• [Goal of the exercise]:
From first entry to last, give the listing again verbatim.
Start of Given records
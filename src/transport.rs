//! The bus driver contract consumed by Store and Provider.
//!
//! Only `subscribe`/`unsubscribe`/`publish`/`request` are assumed;
//! the wire protocol, delivery guarantees, and connection lifecycle are
//! the implementor's concern (spec.md §1's "out of scope" bus driver).

use async_trait::async_trait;
use futures_util::future::BoxFuture;
use std::fmt;
use std::sync::Arc;

/// A subject a single reply should be published to.
pub type ReplySubject = String;

/// `handler(message, reply_to?)`, invoked once per inbound message on a
/// subscribed subject.
pub type HandlerFn = Arc<dyn Fn(Vec<u8>, Option<ReplySubject>) -> BoxFuture<'static, ()> + Send + Sync>;

/// Opaque handle a `Transport` returns from `subscribe`, passed back to
/// `unsubscribe`. Never inspected by this crate beyond bookkeeping.
#[derive(Debug, Clone)]
pub struct SubscriptionId(pub String);

impl fmt::Display for SubscriptionId {
    fn fmt(&self, f: &mut fmt::Formatter<'_>) -> fmt::Result {
        write!(f, "{}", self.0)
    }
}

/// The message bus contract.
#[async_trait]
pub trait Transport: Send + Sync + 'static {
    /// Subscribe `handler` to `subject`, returning an opaque id used to
    /// unsubscribe later.
    async fn subscribe(&self, subject: &str, handler: HandlerFn) -> SubscriptionId;

    /// Unsubscribe a previously returned id. Errors are swallowed by
    /// the bus driver's own contract (spec.md §7).
    async fn unsubscribe(&self, sid: SubscriptionId);

    /// Fire-and-forget publish; no reply is expected.
    async fn publish(&self, subject: &str, message: Vec<u8>);

    /// Request with a single expected reply (`{max:1}` semantics).
    /// Resolves with the first reply payload, or `None` if the
    /// transport gives up waiting on its own (most implementations
    /// instead rely on the caller's timeout and never resolve `None`).
    async fn request(&self, subject: &str, message: Vec<u8>) -> tokio::sync::oneshot::Receiver<Vec<u8>>;
}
End of Given records
• [Result of this exercise]:
filename src/transport.rs
//! The bus driver contract consumed by Store and Provider.
//!
//! Only `subscribe`/`unsubscribe`/`publish`/`request` are assumed;
//! the wire protocol, delivery guarantees, and connection lifecycle are
//! the implementor's concern (spec.md §1's "out of scope" bus driver).

use async_trait::async_trait;
use futures_util::future::BoxFuture;
use std::fmt;
use std::sync::Arc;

/// A subject a single reply should be published to.
pub type ReplySubject = String;

/// `handler(message, reply_to?)`, invoked once per inbound message on a
/// subscribed subject.
pub type HandlerFn = Arc<dyn Fn(Vec<u8>, Option<ReplySubject>) -> BoxFuture<'static, ()> + Send + Sync>;

/// Opaque handle a `Transport` returns from `subscribe`, passed back to
/// `unsubscribe`. Never inspected by this crate beyond bookkeeping.
#[derive(Debug, Clone)]
pub struct SubscriptionId(pub String);

impl fmt::Display for SubscriptionId {
    fn fmt(&self, f: &mut fmt::Formatter<'_>) -> fmt::Result {
        write!(f, "{}", self.0)
    }
}

/// The message bus contract.
#[async_trait]
pub trait Transport: Send + Sync + 'static {
    /// Subscribe `handler` to `subject`, returning an opaque id used to
    /// unsubscribe later.
    async fn subscribe(&self, subject: &str, handler: HandlerFn) -> SubscriptionId;

    /// Unsubscribe a previously returned id. Errors are swallowed by
    /// the bus driver's own contract (spec.md §7).
    async fn unsubscribe(&self, sid: SubscriptionId);

    /// Fire-and-forget publish; no reply is expected.
    async fn publish(&self, subject: &str, message: Vec<u8>);

    /// Request with a single expected reply (`{max:1}` semantics).
    /// Resolves with the first reply payload, or `None` if the
    /// transport gives up waiting on its own (most implementations
    /// instead rely on the caller's timeout and never resolve `None`).
    async fn request(&self, subject: &str, message: Vec<u8>) -> tokio::sync::oneshot::Receiver<Vec<u8>>;
}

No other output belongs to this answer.